___ DATA EXTRACTS

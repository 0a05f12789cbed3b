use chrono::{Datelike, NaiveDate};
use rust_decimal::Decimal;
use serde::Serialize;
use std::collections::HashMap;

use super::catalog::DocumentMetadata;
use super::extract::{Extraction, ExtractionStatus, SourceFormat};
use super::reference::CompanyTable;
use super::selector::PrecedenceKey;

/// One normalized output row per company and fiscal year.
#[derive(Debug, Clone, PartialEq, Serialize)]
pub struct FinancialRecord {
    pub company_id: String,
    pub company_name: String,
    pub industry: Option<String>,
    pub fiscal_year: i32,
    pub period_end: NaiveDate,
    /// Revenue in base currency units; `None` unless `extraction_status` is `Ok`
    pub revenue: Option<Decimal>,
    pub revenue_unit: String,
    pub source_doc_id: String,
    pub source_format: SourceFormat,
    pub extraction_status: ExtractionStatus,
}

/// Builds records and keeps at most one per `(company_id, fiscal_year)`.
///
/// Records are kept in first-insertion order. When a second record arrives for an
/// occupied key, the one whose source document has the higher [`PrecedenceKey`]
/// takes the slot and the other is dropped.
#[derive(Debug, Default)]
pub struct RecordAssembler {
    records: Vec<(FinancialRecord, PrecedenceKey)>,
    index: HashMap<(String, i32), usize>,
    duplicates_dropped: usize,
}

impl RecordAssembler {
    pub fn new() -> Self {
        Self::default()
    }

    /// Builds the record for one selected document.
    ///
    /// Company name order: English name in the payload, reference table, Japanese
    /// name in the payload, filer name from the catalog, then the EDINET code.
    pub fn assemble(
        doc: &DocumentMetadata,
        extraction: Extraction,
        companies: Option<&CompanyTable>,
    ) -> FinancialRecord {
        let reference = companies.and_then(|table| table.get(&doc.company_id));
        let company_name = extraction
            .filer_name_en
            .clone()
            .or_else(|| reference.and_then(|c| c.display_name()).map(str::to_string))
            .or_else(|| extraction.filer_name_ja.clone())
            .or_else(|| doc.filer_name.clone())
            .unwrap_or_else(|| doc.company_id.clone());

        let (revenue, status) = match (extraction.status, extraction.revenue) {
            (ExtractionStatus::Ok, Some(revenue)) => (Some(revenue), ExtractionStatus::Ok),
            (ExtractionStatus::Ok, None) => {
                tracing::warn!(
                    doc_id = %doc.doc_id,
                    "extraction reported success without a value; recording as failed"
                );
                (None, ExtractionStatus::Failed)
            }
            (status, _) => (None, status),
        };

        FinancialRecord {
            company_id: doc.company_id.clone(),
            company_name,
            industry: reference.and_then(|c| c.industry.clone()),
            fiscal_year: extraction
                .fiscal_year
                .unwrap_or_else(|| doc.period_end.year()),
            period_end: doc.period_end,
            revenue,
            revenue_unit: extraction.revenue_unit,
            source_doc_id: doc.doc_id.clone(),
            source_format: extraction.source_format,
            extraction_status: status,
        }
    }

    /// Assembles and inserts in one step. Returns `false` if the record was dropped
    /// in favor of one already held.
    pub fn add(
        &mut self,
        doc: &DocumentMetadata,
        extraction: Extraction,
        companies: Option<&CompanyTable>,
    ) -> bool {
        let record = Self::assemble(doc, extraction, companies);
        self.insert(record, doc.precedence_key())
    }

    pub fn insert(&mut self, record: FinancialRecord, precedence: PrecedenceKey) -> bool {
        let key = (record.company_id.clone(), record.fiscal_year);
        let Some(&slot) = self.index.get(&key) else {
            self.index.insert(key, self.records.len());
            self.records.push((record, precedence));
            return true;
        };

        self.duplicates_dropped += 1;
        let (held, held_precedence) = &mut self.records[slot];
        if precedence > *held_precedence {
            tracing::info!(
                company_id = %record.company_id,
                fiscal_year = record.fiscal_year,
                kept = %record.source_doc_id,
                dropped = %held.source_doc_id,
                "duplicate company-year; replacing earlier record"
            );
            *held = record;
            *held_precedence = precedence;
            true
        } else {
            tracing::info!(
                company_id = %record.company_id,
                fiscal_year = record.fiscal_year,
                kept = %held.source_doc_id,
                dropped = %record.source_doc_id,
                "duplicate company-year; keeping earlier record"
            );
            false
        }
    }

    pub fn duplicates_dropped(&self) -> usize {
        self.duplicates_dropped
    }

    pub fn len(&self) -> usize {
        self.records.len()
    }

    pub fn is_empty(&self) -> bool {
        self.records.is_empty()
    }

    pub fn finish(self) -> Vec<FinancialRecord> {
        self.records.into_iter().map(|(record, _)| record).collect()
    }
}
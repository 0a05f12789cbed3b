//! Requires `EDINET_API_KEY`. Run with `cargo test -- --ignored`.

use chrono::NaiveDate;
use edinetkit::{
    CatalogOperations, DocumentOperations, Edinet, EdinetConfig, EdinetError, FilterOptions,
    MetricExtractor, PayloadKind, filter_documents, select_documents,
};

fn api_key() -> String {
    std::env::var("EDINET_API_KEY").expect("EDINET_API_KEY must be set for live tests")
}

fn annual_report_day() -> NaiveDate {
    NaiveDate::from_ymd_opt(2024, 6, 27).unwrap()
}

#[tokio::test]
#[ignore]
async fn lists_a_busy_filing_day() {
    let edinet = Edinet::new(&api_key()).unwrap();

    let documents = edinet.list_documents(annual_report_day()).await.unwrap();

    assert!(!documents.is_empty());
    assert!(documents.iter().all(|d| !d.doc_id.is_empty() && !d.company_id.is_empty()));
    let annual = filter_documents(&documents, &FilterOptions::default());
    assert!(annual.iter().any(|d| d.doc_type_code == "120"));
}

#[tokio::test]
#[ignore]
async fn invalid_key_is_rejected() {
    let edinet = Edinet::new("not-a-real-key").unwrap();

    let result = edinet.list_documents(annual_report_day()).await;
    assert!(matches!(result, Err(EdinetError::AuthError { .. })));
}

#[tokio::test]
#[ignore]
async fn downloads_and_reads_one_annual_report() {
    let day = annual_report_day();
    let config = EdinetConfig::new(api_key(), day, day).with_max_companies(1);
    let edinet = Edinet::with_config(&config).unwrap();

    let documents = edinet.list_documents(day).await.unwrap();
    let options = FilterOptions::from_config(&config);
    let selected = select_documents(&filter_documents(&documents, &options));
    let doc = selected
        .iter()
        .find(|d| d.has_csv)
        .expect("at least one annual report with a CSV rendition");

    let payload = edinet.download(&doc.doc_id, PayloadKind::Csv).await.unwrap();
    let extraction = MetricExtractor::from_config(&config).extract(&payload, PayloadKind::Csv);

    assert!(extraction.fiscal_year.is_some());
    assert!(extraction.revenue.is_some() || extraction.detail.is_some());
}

______

:: WHAT YOU SHOULD DO ::
Having gone through the data above, repeat it exactly.

:: WRITTEN ANSWER ::
repository 0a05f12789cbed3b
use chrono::{Datelike, NaiveDate};
use rust_decimal::Decimal;
use serde::Serialize;
use std::collections::HashMap;

use super::catalog::DocumentMetadata;
use super::extract::{Extraction, ExtractionStatus, SourceFormat};
use super::reference::CompanyTable;
use super::selector::PrecedenceKey;

/// One normalized output row per company and fiscal year.
#[derive(Debug, Clone, PartialEq, Serialize)]
pub struct FinancialRecord {
    pub company_id: String,
    pub company_name: String,
    pub industry: Option<String>,
    pub fiscal_year: i32,
    pub period_end: NaiveDate,
    /// Revenue in base currency units; `None` unless `extraction_status` is `Ok`
    pub revenue: Option<Decimal>,
    pub revenue_unit: String,
    pub source_doc_id: String,
    pub source_format: SourceFormat,
    pub extraction_status: ExtractionStatus,
}

/// Builds records and keeps at most one per `(company_id, fiscal_year)`.
///
/// Records are kept in first-insertion order. When a second record arrives for an
/// occupied key, the one whose source document has the higher [`PrecedenceKey`]
/// takes the slot and the other is dropped.
#[derive(Debug, Default)]
pub struct RecordAssembler {
    records: Vec<(FinancialRecord, PrecedenceKey)>,
    index: HashMap<(String, i32), usize>,
    duplicates_dropped: usize,
}

impl RecordAssembler {
    pub fn new() -> Self {
        Self::default()
    }

    /// Builds the record for one selected document.
    ///
    /// Company name order: English name in the payload, reference table, Japanese
    /// name in the payload, filer name from the catalog, then the EDINET code.
    pub fn assemble(
        doc: &DocumentMetadata,
        extraction: Extraction,
        companies: Option<&CompanyTable>,
    ) -> FinancialRecord {
        let reference = companies.and_then(|table| table.get(&doc.company_id));
        let company_name = extraction
            .filer_name_en
            .clone()
            .or_else(|| reference.and_then(|c| c.display_name()).map(str::to_string))
            .or_else(|| extraction.filer_name_ja.clone())
            .or_else(|| doc.filer_name.clone())
            .unwrap_or_else(|| doc.company_id.clone());

        let (revenue, status) = match (extraction.status, extraction.revenue) {
            (ExtractionStatus::Ok, Some(revenue)) => (Some(revenue), ExtractionStatus::Ok),
            (ExtractionStatus::Ok, None) => {
                tracing::warn!(
                    doc_id = %doc.doc_id,
                    "extraction reported success without a value; recording as failed"
                );
                (None, ExtractionStatus::Failed)
            }
            (status, _) => (None, status),
        };

        FinancialRecord {
            company_id: doc.company_id.clone(),
            company_name,
            industry: reference.and_then(|c| c.industry.clone()),
            fiscal_year: extraction
                .fiscal_year
                .unwrap_or_else(|| doc.period_end.year()),
            period_end: doc.period_end,
            revenue,
            revenue_unit: extraction.revenue_unit,
            source_doc_id: doc.doc_id.clone(),
            source_format: extraction.source_format,
            extraction_status: status,
        }
    }

    /// Assembles and inserts in one step. Returns `false` if the record was dropped
    /// in favor of one already held.
    pub fn add(
        &mut self,
        doc: &DocumentMetadata,
        extraction: Extraction,
        companies: Option<&CompanyTable>,
    ) -> bool {
        let record = Self::assemble(doc, extraction, companies);
        self.insert(record, doc.precedence_key())
    }

    pub fn insert(&mut self, record: FinancialRecord, precedence: PrecedenceKey) -> bool {
        let key = (record.company_id.clone(), record.fiscal_year);
        let Some(&slot) = self.index.get(&key) else {
            self.index.insert(key, self.records.len());
            self.records.push((record, precedence));
            return true;
        };

        self.duplicates_dropped += 1;
        let (held, held_precedence) = &mut self.records[slot];
        if precedence > *held_precedence {
            tracing::info!(
                company_id = %record.company_id,
                fiscal_year = record.fiscal_year,
                kept = %record.source_doc_id,
                dropped = %held.source_doc_id,
                "duplicate company-year; replacing earlier record"
            );
            *held = record;
            *held_precedence = precedence;
            true
        } else {
            tracing::info!(
                company_id = %record.company_id,
                fiscal_year = record.fiscal_year,
                kept = %held.source_doc_id,
                dropped = %record.source_doc_id,
                "duplicate company-year; keeping earlier record"
            );
            false
        }
    }

    pub fn duplicates_dropped(&self) -> usize {
        self.duplicates_dropped
    }

    pub fn len(&self) -> usize {
        self.records.len()
    }

    pub fn is_empty(&self) -> bool {
        self.records.is_empty()
    }

    pub fn finish(self) -> Vec<FinancialRecord> {
        self.records.into_iter().map(|(record, _)| record).collect()
    }
}
repository 0a05f12789cbed3b
//! Requires `EDINET_API_KEY`. Run with `cargo test -- --ignored`.

use chrono::NaiveDate;
use edinetkit::{
    CatalogOperations, DocumentOperations, Edinet, EdinetConfig, EdinetError, FilterOptions,
    MetricExtractor, PayloadKind, filter_documents, select_documents,
};

fn api_key() -> String {
    std::env::var("EDINET_API_KEY").expect("EDINET_API_KEY must be set for live tests")
}

fn annual_report_day() -> NaiveDate {
    NaiveDate::from_ymd_opt(2024, 6, 27).unwrap()
}

#[tokio::test]
#[ignore]
async fn lists_a_busy_filing_day() {
    let edinet = Edinet::new(&api_key()).unwrap();

    let documents = edinet.list_documents(annual_report_day()).await.unwrap();

    assert!(!documents.is_empty());
    assert!(documents.iter().all(|d| !d.doc_id.is_empty() && !d.company_id.is_empty()));
    let annual = filter_documents(&documents, &FilterOptions::default());
    assert!(annual.iter().any(|d| d.doc_type_code == "120"));
}

#[tokio::test]
#[ignore]
async fn invalid_key_is_rejected() {
    let edinet = Edinet::new("not-a-real-key").unwrap();

    let result = edinet.list_documents(annual_report_day()).await;
    assert!(matches!(result, Err(EdinetError::AuthError { .. })));
}

#[tokio::test]
#[ignore]
async fn downloads_and_reads_one_annual_report() {
    let day = annual_report_day();
    let config = EdinetConfig::new(api_key(), day, day).with_max_companies(1);
    let edinet = Edinet::with_config(&config).unwrap();

    let documents = edinet.list_documents(day).await.unwrap();
    let options = FilterOptions::from_config(&config);
    let selected = select_documents(&filter_documents(&documents, &options));
    let doc = selected
        .iter()
        .find(|d| d.has_csv)
        .expect("at least one annual report with a CSV rendition");

    let payload = edinet.download(&doc.doc_id, PayloadKind::Csv).await.unwrap();
    let extraction = MetricExtractor::from_config(&config).extract(&payload, PayloadKind::Csv);

    assert!(extraction.fiscal_year.is_some());
    assert!(extraction.revenue.is_some() || extraction.detail.is_some());
}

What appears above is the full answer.